I have been looking for some piece of magic that might make me believe that Christians can act like Jesus, healing hundreds at a touch. But Dr Brandon asks me not to go in search of someone who claims to have been physically healed. “It may, of course, be confidential; but I also worry about the nature of their healing, whether it would be appropriate in the context of an article.
”I’m also very wary about people who want to give that kind of testimony. Who benefits? And there are as many as 300 organisations out there that claim to be Anglican or ecumenical healing ministries. Please beware that none of them is official.”
I don’t tell her that I have already tried to find someone who will say that a healing prayer worked for them, and have found what she says to be true. No one recommended to me as having been physically healed has any medical evidence, but there is a sad desire to praise the gifting of some particular preacher or minister.
When I think back to the prayers for healing I received as a child, at least I can say that no human reputations were being served. The Sunday-school teacher got a round of applause for managing a fine evening, but the biggest commendations went to us children. God was thanked robustly for enabling my tongue. Healing happened.
I SOMETIMES miss the certainty of belief I felt in the churches of my youth. Every prayer, whether it resulted in healing or not, resulted in some kind of meaning. If God did not heal, there was a reason, even if we might never know it. My lack of certainty now — which most of the time feels more honest, responsible, and productive — sometimes leaves me with a fear that the universe is arbitrary. I believe, though, in a God who takes our side in circumstances that are not of her own choosing.
I still pray for healing — for myself, and for others. I believe; and I resist the cynical disparaging of it as nebulous that “something happens” when I do. I believe that an awareness of the need for healing in ourselves and others expands our compassion, our sense of what God wants in the world, and what the Kingdom might look like.
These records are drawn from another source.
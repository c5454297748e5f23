//! Enrollment code generation.
//!
//! Codes look like `ENR-2026-7KQ4MX`. Generation is a pure function over a
//! caller-supplied random source and a uniqueness-check closure, so callers
//! control both the randomness and how "already taken" is answered (a
//! pre-fetched set of existing codes, a test stub, etc.).

use rand::Rng;

/// Characters used for the random suffix. Ambiguous glyphs (0/O, 1/I/L)
/// are excluded since codes are read aloud at the registrar's window.
const CODE_ALPHABET: &[u8] = b"23456789ABCDEFGHJKMNPQRSTUVWXYZ";

/// Length of the random suffix.
const SUFFIX_LEN: usize = 6;

/// Generate a unique enrollment code for the given school year.
///
/// `is_taken` is consulted for each candidate; generation retries until it
/// returns `false`. With a 31-character alphabet and 6 positions the
/// collision space is ~887M codes, so retries are rare in practice.
pub fn generate_enrollment_code<R, F>(rng: &mut R, year: i32, mut is_taken: F) -> String
where
    R: Rng + ?Sized,
    F: FnMut(&str) -> bool,
{
    loop {
        let suffix: String = (0..SUFFIX_LEN)
            .map(|_| CODE_ALPHABET[rng.random_range(0..CODE_ALPHABET.len())] as char)
            .collect();
        let code = format!("ENR-{year}-{suffix}");
        if !is_taken(&code) {
            return code;
        }
    }
}

#[cfg(test)]
mod tests {
    use super::*;
    use std::collections::HashSet;

    #[test]
    fn test_code_format() {
        let mut rng = rand::rng();
        let code = generate_enrollment_code(&mut rng, 2026, |_| false);
        assert!(code.starts_with("ENR-2026-"));
        assert_eq!(code.len(), "ENR-2026-".len() + SUFFIX_LEN);
    }

    #[test]
    fn test_suffix_uses_only_alphabet_chars() {
        let mut rng = rand::rng();
        let code = generate_enrollment_code(&mut rng, 2026, |_| false);
        let suffix = code.rsplit('-').next().unwrap();
        for c in suffix.bytes() {
            assert!(CODE_ALPHABET.contains(&c), "unexpected character {}", c as char);
        }
    }

    #[test]
    fn test_retries_until_unique() {
        let mut rng = rand::rng();
        let mut seen = HashSet::new();
        // Pre-claim the first three candidates, forcing retries.
        let mut rejections = 0;
        let code = generate_enrollment_code(&mut rng, 2026, |candidate| {
            if rejections < 3 {
                rejections += 1;
                seen.insert(candidate.to_string());
                true
            } else {
                false
            }
        });
        assert_eq!(rejections, 3);
        assert!(!seen.contains(&code));
    }
}
use std::sync::Arc;

use crate::config::ServerConfig;

/// Shared application state available to all Axum handlers via `State<AppState>`.
///
/// This is cheaply cloneable (inner data is behind `Arc` or is already `Clone`).
#[derive(Clone)]
pub struct AppState {
    /// Database connection pool.
    pub pool: registra_db::DbPool,
    /// Server configuration.
    pub config: Arc<ServerConfig>,
}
I understand why this cannot be proved, and yet it is fascinating that we move closer and closer to an understanding of how what we believe affects our well-being. I am grateful to God that neuro-scientists and psychologists are helping us to get there. Oh Lord I believe, help thou my unbelief.
Praying for healing — good-practice guidelines:
1. Those involved in healing ministry should be prayerful, regularly practising Christians, who acknowledge God’s healing love, and are willing to pray and listen for guidance.
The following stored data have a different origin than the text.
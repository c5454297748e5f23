//! Row structs and create/update DTOs, one module per table group.

pub mod approval;
pub mod course;
pub mod course_shift;
pub mod enrollment;
pub mod instructor;
pub mod payment;
pub mod program;
pub mod schedule;
pub mod section;
pub mod session;
pub mod student;
pub mod subject;
pub mod subject_change;
pub mod user;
2. Ensure the safety of the person receiving this ministry: people have a right to know what is being provided, and how they will be ministered to.
3. There should be clear lines of accountability to recognise who holds relevant authority within their parish church.
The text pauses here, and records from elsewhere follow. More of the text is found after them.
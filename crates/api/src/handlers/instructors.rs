//! Handlers for the `/instructors` resource.

use axum::extract::{Path, State};
use axum::http::StatusCode;
use axum::Json;
use registra_core::error::CoreError;
use registra_core::types::DbId;
use registra_db::models::instructor::{CreateInstructor, Instructor, UpdateInstructor};
use registra_db::repositories::InstructorRepo;

use crate::error::{AppError, AppResult};
use crate::middleware::rbac::{RequireAdmin, RequireAuth};
use crate::state::AppState;

/// POST /api/v1/instructors
pub async fn create(
    RequireAdmin(_admin): RequireAdmin,
    State(state): State<AppState>,
    Json(input): Json<CreateInstructor>,
) -> AppResult<(StatusCode, Json<Instructor>)> {
    let instructor = InstructorRepo::create(&state.pool, &input).await?;
    Ok((StatusCode::CREATED, Json(instructor)))
}

/// GET /api/v1/instructors
pub async fn list(
    RequireAuth(_user): RequireAuth,
    State(state): State<AppState>,
) -> AppResult<Json<Vec<Instructor>>> {
    let instructors = InstructorRepo::list_all(&state.pool).await?;
    Ok(Json(instructors))
}

/// GET /api/v1/instructors/{id}
pub async fn get_by_id(
    RequireAuth(_user): RequireAuth,
    State(state): State<AppState>,
    Path(id): Path<DbId>,
) -> AppResult<Json<Instructor>> {
    let instructor = InstructorRepo::find_by_id(&state.pool, id)
        .await?
        .ok_or(AppError::Core(CoreError::NotFound {
            entity: "Instructor",
            id,
        }))?;
    Ok(Json(instructor))
}

/// PUT /api/v1/instructors/{id}
pub async fn update(
    RequireAdmin(_admin): RequireAdmin,
    State(state): State<AppState>,
    Path(id): Path<DbId>,
    Json(input): Json<UpdateInstructor>,
) -> AppResult<Json<Instructor>> {
    let instructor = InstructorRepo::update(&state.pool, id, &input)
        .await?
        .ok_or(AppError::Core(CoreError::NotFound {
            entity: "Instructor",
            id,
        }))?;
    Ok(Json(instructor))
}

/// DELETE /api/v1/instructors/{id}
pub async fn delete(
    RequireAdmin(_admin): RequireAdmin,
    State(state): State<AppState>,
    Path(id): Path<DbId>,
) -> AppResult<StatusCode> {
    let deleted = InstructorRepo::delete(&state.pool, id).await?;
    if deleted {
        Ok(StatusCode::NO_CONTENT)
    } else {
        Err(AppError::Core(CoreError::NotFound {
            entity: "Instructor",
            id,
        }))
    }
}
4. Individuals should receive appropriate training in this ministry, and be kept up to date with developments and its ecumenical expression.
5. Persons in this ministry should be aware of their personal limitations, and ensure that they are properly prepared, and fit to be involved.
6. The personal conduct of everyone involved should encourage confidence in this ministry, and not undermine it (language, personal hygiene, general appearance, body language, and touch should be appropriate).
7. People’s privacy and dignity should be respected and protected.
8. Counselling and psychotherapy should be provided only by accredited counsellors and therapists.
Edited from House of Bishops’ Guidelines for Good Practice in the Healing Ministry, in A Time to Heal.